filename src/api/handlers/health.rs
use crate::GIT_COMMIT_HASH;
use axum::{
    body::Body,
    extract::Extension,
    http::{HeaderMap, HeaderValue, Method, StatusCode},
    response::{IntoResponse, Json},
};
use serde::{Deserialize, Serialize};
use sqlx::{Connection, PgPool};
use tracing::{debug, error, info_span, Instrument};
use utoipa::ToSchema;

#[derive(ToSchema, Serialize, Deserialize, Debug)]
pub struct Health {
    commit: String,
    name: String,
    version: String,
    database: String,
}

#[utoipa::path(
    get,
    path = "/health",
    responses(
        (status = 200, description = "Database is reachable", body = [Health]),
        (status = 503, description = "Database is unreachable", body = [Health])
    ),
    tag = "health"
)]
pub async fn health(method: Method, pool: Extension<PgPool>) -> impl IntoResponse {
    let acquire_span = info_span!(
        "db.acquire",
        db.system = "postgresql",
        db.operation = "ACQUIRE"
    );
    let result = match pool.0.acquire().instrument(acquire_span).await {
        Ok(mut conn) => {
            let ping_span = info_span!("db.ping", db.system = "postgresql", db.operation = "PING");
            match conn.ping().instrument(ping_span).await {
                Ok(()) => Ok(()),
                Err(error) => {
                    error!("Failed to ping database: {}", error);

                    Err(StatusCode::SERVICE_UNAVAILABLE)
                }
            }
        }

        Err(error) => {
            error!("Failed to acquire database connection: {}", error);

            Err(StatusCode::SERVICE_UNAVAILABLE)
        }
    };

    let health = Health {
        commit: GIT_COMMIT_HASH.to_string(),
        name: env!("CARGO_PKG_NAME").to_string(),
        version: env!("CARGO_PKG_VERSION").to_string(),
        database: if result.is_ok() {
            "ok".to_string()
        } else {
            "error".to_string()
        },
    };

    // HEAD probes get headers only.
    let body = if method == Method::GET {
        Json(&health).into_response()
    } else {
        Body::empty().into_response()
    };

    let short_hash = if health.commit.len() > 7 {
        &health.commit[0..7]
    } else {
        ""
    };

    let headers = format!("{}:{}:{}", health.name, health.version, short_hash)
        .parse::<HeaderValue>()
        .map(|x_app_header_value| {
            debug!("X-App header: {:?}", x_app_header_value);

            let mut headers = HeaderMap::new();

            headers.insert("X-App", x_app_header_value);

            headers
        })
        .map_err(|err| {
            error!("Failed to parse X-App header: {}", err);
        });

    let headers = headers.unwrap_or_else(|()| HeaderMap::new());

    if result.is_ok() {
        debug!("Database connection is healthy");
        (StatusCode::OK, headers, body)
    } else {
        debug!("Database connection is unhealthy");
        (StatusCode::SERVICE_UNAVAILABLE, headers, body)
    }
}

==

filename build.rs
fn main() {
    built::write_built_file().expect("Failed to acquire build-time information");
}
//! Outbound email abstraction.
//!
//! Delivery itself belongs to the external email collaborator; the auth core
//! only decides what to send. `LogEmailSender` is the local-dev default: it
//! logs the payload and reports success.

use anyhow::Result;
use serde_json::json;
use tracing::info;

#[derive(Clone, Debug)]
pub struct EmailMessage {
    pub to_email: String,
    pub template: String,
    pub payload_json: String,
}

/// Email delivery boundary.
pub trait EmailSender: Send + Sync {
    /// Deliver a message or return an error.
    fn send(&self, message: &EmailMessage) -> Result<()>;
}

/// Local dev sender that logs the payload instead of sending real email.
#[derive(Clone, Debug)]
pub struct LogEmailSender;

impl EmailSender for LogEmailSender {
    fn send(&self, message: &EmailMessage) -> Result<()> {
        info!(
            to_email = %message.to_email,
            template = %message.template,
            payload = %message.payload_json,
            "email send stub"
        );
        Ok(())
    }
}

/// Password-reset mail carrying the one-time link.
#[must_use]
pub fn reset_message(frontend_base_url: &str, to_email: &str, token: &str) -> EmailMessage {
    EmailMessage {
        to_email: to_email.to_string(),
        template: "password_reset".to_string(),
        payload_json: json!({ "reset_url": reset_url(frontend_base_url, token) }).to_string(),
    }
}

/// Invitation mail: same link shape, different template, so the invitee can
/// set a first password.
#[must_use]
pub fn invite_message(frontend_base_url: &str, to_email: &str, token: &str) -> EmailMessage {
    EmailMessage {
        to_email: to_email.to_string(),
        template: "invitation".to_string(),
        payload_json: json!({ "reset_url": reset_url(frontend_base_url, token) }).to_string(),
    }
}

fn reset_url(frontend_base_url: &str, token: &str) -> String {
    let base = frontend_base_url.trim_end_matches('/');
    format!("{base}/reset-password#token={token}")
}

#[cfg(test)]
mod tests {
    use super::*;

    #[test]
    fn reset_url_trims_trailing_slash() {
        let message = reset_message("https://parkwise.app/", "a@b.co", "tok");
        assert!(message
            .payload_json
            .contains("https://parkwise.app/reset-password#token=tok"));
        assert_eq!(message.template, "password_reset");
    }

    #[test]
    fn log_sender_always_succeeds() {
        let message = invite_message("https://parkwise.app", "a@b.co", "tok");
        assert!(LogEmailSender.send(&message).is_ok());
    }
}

Your objective: Gather each line from the listing above that holds "StatusCode".

Reply to the task:
    http::{HeaderMap, HeaderValue, Method, StatusCode},
                    Err(StatusCode::SERVICE_UNAVAILABLE)
            Err(StatusCode::SERVICE_UNAVAILABLE)
        (StatusCode::OK, headers, body)
        (StatusCode::SERVICE_UNAVAILABLE, headers, body)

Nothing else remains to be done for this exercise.